Video review appears to be a useful adjunct to traditional methods for making in-game decisions pertaining to the identification of potential concussion (and an athlete subsequently being removed from play). However, to better understand and quantify the value of this process, future research should be conducted under time limits and/or during a game to replicate the real-world/practical pressure, neither of which was replicated in this study. Future studies might focus on whether agreement between experts improves under ‘ideal circumstances’ (i.e. as many reviews as required without time limitations) versus ‘real-world circumstances’ (i.e. a quick decision required to identify a possible injury and immediately remove the athlete from play).

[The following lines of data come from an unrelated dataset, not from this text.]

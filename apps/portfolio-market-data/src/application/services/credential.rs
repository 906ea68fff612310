//! Credential Monitor
//!
//! Sole writer of credential validity. Every credential change is validated
//! with the cheapest listing call the provider offers, the exchange symbol
//! list, which also seeds the domestic symbol set on the first success.
//!
//! Validity drives the price stream: the channel is open only while the
//! credential is valid. A change in flight is superseded by any later
//! change; the older result is discarded.

use std::sync::Arc;

use parking_lot::Mutex;
use tokio::sync::watch;
use tracing::{debug, info, warn};

use super::channel::ChannelManager;
use crate::application::ports::KeyValueStore;
use crate::domain::credential::{Credential, DomesticSymbols, ValidityState};
use crate::infrastructure::gateway::wire::{ProviderPayload, StockInfo};
use crate::infrastructure::gateway::{HttpGateway, STOCK_SYMBOLS};
use crate::infrastructure::metrics;

/// Store key of the persisted credential.
pub const CREDENTIAL_KEY: &str = "api_key";

const LISTING_EXCHANGE: &str = "US";

/// Validates credentials and rebuilds the channel on validity changes.
pub struct CredentialMonitor {
    gateway: HttpGateway,
    channel: Arc<ChannelManager>,
    store: Arc<dyn KeyValueStore>,
    symbols: Arc<DomesticSymbols>,
    /// Bumped on every change; a validation only lands if it still matches.
    generation: Mutex<u64>,
    state: watch::Sender<ValidityState>,
    valid: watch::Sender<bool>,
}

impl CredentialMonitor {
    /// Create a monitor in the `Unvalidated` state.
    #[must_use]
    pub fn new(
        gateway: HttpGateway,
        channel: Arc<ChannelManager>,
        store: Arc<dyn KeyValueStore>,
        symbols: Arc<DomesticSymbols>,
    ) -> Self {
        let (state, _) = watch::channel(ValidityState::Unvalidated);
        let (valid, _) = watch::channel(false);

        Self {
            gateway,
            channel,
            store,
            symbols,
            generation: Mutex::new(0),
            state,
            valid,
        }
    }

    /// Install a new credential and validate it.
    ///
    /// Never fails: the outcome is reported through the validity state.
    /// Returns the state after this call, which is the state of a newer
    /// change if one superseded this one.
    pub async fn set_credential(&self, credential: Credential) -> ValidityState {
        let generation = {
            let mut current = self.generation.lock();
            *current += 1;
            *self.gateway.credential().write() = credential.clone();
            self.transition(ValidityState::Validating, &credential);
            *current
        };
        debug!(generation, credential = %credential, "Validating credential");

        let outcome = if credential.is_empty() {
            Err("credential is empty".to_string())
        } else {
            self.fetch_listing().await
        };

        self.finish(generation, &credential, outcome)
    }

    /// Re-run validation for the active credential.
    pub async fn revalidate(&self) -> ValidityState {
        let credential = self.gateway.credential().read().clone();
        self.set_credential(credential).await
    }

    /// Current validity state.
    #[must_use]
    pub fn current_state(&self) -> ValidityState {
        *self.state.borrow()
    }

    /// Observable validity state.
    #[must_use]
    pub fn state(&self) -> watch::Receiver<ValidityState> {
        self.state.subscribe()
    }

    /// Observable validity flag.
    #[must_use]
    pub fn valid(&self) -> watch::Receiver<bool> {
        self.valid.subscribe()
    }

    /// Whether the active credential is valid.
    #[must_use]
    pub fn is_valid(&self) -> bool {
        *self.valid.borrow()
    }

    async fn fetch_listing(&self) -> Result<Vec<StockInfo>, String> {
        match self
            .gateway
            .request::<ProviderPayload<Vec<StockInfo>>>(
                STOCK_SYMBOLS,
                &[("exchange", LISTING_EXCHANGE)],
            )
            .await
        {
            Ok(payload) => payload.into_result(),
            Err(e) => Err(e.to_string()),
        }
    }

    fn finish(
        &self,
        generation: u64,
        credential: &Credential,
        outcome: Result<Vec<StockInfo>, String>,
    ) -> ValidityState {
        let current = self.generation.lock();
        if *current != generation {
            debug!(generation, latest = *current, "Discarding superseded validation");
            return self.current_state();
        }

        let next = match outcome {
            Ok(listing) => {
                let count = listing.len();
                if self
                    .symbols
                    .populate_once(listing.into_iter().map(|info| info.symbol))
                {
                    info!(count, "Loaded domestic symbols");
                }
                if let Err(e) = self.store.set(CREDENTIAL_KEY, credential.token()) {
                    warn!(error = %e, "Failed to persist credential");
                }
                ValidityState::Valid
            }
            Err(reason) => {
                warn!(reason = %reason, "Credential rejected");
                ValidityState::Invalid
            }
        };

        metrics::record_validation(next.is_valid());
        self.transition(next, credential);
        next
    }

    /// Publish a new state; open or close the channel on validity edges.
    fn transition(&self, next: ValidityState, credential: &Credential) {
        let was_valid = self.state.borrow().is_valid();
        self.state.send_replace(next);

        let now_valid = next.is_valid();
        self.valid.send_if_modified(|valid| {
            let changed = *valid != now_valid;
            *valid = now_valid;
            changed
        });

        match (was_valid, now_valid) {
            (true, false) => self.channel.close(),
            (false, true) => self.channel.open(credential),
            _ => {}
        }
        info!(state = next.as_str(), "Credential state changed");
    }
}

impl std::fmt::Debug for CredentialMonitor {
    fn fmt(&self, f: &mut std::fmt::Formatter<'_>) -> std::fmt::Result {
        f.debug_struct("CredentialMonitor")
            .field("state", &self.current_state())
            .field("domestic_symbols", &self.symbols.len())
            .finish_non_exhaustive()
    }
}

// =============================================================================
// Tests
// =============================================================================

#[cfg(test)]
mod tests {
    use super::*;

    use parking_lot::RwLock;
    use serde_json::json;
    use tokio::sync::mpsc;
    use tokio_util::sync::CancellationToken;
    use wiremock::matchers::{method, path, query_param};
    use wiremock::{Mock, MockServer, ResponseTemplate};

    use crate::application::ports::{ConnectRequest, StreamConnector, StreamLink};
    use crate::application::services::channel::ChannelState;
    use crate::infrastructure::config::ProviderSettings;
    use crate::infrastructure::rate_limit::{RateBudget, RateLimiter};
    use crate::infrastructure::store::InMemoryStore;

    #[derive(Default)]
    struct CountingConnector {
        requests: Mutex<Vec<ConnectRequest>>,
    }

    impl StreamConnector for CountingConnector {
        fn connect(&self, request: ConnectRequest) -> StreamLink {
            self.requests.lock().push(request);
            let (tx, _rx) = mpsc::unbounded_channel();
            StreamLink::new(tx, CancellationToken::new())
        }
    }

    struct Harness {
        monitor: CredentialMonitor,
        connector: Arc<CountingConnector>,
        channel: Arc<ChannelManager>,
        store: Arc<InMemoryStore>,
        symbols: Arc<DomesticSymbols>,
    }

    fn harness(server: &MockServer) -> Harness {
        let settings = ProviderSettings {
            api_url: server.uri(),
            ..ProviderSettings::default()
        };
        let gateway = HttpGateway::new(
            &settings,
            Arc::new(RwLock::new(Credential::default())),
            RateLimiter::new(RateBudget::default()),
        )
        .unwrap();
        let connector = Arc::new(CountingConnector::default());
        let channel = Arc::new(ChannelManager::new(connector.clone()));
        let store = Arc::new(InMemoryStore::new());
        let symbols = Arc::new(DomesticSymbols::new());

        Harness {
            monitor: CredentialMonitor::new(
                gateway,
                channel.clone(),
                store.clone(),
                symbols.clone(),
            ),
            connector,
            channel,
            store,
            symbols,
        }
    }

    async fn mount_listing(server: &MockServer, token: &str, body: serde_json::Value) {
        Mock::given(method("GET"))
            .and(path("/stock/symbol"))
            .and(query_param("exchange", "US"))
            .and(query_param("token", token))
            .respond_with(ResponseTemplate::new(200).set_body_json(body))
            .mount(server)
            .await;
    }

    #[tokio::test]
    async fn empty_credential_is_invalid_without_request() {
        let server = MockServer::start().await;
        let h = harness(&server);

        let state = h.monitor.set_credential(Credential::default()).await;

        assert_eq!(state, ValidityState::Invalid);
        assert!(!h.monitor.is_valid());
        assert!(server.received_requests().await.unwrap().is_empty());
        assert!(h.connector.requests.lock().is_empty());
    }

    #[tokio::test]
    async fn valid_credential_populates_persists_and_opens() {
        let server = MockServer::start().await;
        mount_listing(&server, "good", json!([{"symbol": "AAPL"}, {"symbol": "MSFT"}])).await;
        let h = harness(&server);

        let state = h.monitor.set_credential(Credential::new("good")).await;

        assert_eq!(state, ValidityState::Valid);
        assert!(h.monitor.is_valid());
        assert!(h.symbols.contains("AAPL"));
        assert_eq!(h.symbols.len(), 2);
        assert_eq!(h.store.get(CREDENTIAL_KEY).unwrap().as_deref(), Some("good"));
        assert_eq!(h.connector.requests.lock().len(), 1);
        assert_eq!(h.channel.current_state(), ChannelState::Connecting);
    }

    #[tokio::test]
    async fn error_payload_invalidates_and_closes_channel() {
        let server = MockServer::start().await;
        mount_listing(&server, "good", json!([{"symbol": "AAPL"}])).await;
        mount_listing(&server, "revoked", json!({"error": "Invalid API key"})).await;
        let h = harness(&server);

        h.monitor.set_credential(Credential::new("good")).await;
        let state = h.monitor.set_credential(Credential::new("revoked")).await;

        assert_eq!(state, ValidityState::Invalid);
        assert_eq!(h.channel.current_state(), ChannelState::Closed);
        // Never cleared on failure.
        assert!(h.symbols.contains("AAPL"));
        assert_eq!(h.store.get(CREDENTIAL_KEY).unwrap().as_deref(), Some("good"));
    }

    #[tokio::test]
    async fn symbols_populate_only_on_first_success() {
        let server = MockServer::start().await;
        mount_listing(&server, "first", json!([{"symbol": "AAPL"}])).await;
        mount_listing(&server, "second", json!([{"symbol": "MSFT"}, {"symbol": "TSLA"}])).await;
        let h = harness(&server);

        h.monitor.set_credential(Credential::new("first")).await;
        h.monitor.set_credential(Credential::new("second")).await;

        assert_eq!(h.symbols.len(), 1);
        assert!(!h.symbols.contains("MSFT"));
        assert_eq!(h.store.get(CREDENTIAL_KEY).unwrap().as_deref(), Some("second"));
        // Valid -> Validating -> Valid: the channel is rebuilt for the new key.
        assert_eq!(h.connector.requests.lock().len(), 2);
    }

    #[tokio::test]
    async fn validity_flag_flips_once_per_edge() {
        let server = MockServer::start().await;
        mount_listing(&server, "good", json!([{"symbol": "AAPL"}])).await;
        let h = harness(&server);
        let mut valid = h.monitor.valid();

        h.monitor.set_credential(Credential::default()).await;
        assert!(!valid.has_changed().unwrap());

        h.monitor.set_credential(Credential::new("good")).await;
        assert!(valid.has_changed().unwrap());
        assert!(*valid.borrow_and_update());
    }

    #[tokio::test]
    async fn network_failure_is_recovered_as_invalid() {
        let settings = ProviderSettings {
            api_url: "http://127.0.0.1:9".to_string(),
            ..ProviderSettings::default()
        };
        let gateway = HttpGateway::new(
            &settings,
            Arc::new(RwLock::new(Credential::default())),
            RateLimiter::new(RateBudget::default()),
        )
        .unwrap();
        let channel = Arc::new(ChannelManager::new(Arc::new(CountingConnector::default())));
        let monitor = CredentialMonitor::new(
            gateway,
            channel,
            Arc::new(InMemoryStore::new()),
            Arc::new(DomesticSymbols::new()),
        );

        assert_eq!(
            monitor.set_credential(Credential::new("k")).await,
            ValidityState::Invalid
        );
    }
}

The current study has several limitations. Firstly, clubs used their own personnel and methods for identifying possible injuries on the field and diagnosing concussions on the sideline, which presumably makes the final specific criteria for a ‘medically diagnosed concussion’ variable across clubs. The current study does not generalize to the real-world use of in-game video analysis because the study was not conducted under the time pressure associated with in-game decision-making. Further, the sample size is small, and only two naïve and two expert reviewers were used. Whether the current results hold true for more cases and a greater number of raters is unknown.

Conclusions

The present study suggests that determining the presence or absence of a blank or vacant stare is challenging for both naïve and expert raters to rate reliably, but that showing unresponsiveness (i.e. possible LOC), clutching or shaking of the head, a post-impact seizure, or being slow to get up are more reliably rated signs. However, in this study, there was no variability in the clinical outcome measure, as our sample came from a pool of individuals who were all medically diagnosed with a concussion. Therefore, the predictive value of any one component or concussion sign, or a combination of these items, is unknown and may be the focus of future research. Given the variability of in-game decision-making in professional rugby league [13,14,15], we sought to provide validation of a standardized approach for collecting information surrounding possible concussions to help inform the in-game decision-making process. Although the form was created for all levels of competition, it only had a good level of agreement among experienced raters. Therefore, it might only be useful for those teams or clubs that have experts available to them (i.e., the professional level). For lower levels of competition, the form may have less of a benefit, because the naïve raters had a low level of agreement on many components of the form. It is important to note, however, that the management of suspected concussion at these lower levels should always be conservative. If a concussion is suspected, then the athlete should be removed from play and not returned to play the same day [32]. At the professional level, data collected from this form may allow for a thorough understanding of the situational and contextual factors related to concussion, which may be used to strategize future interventions to reduce the risk of concussion at this level.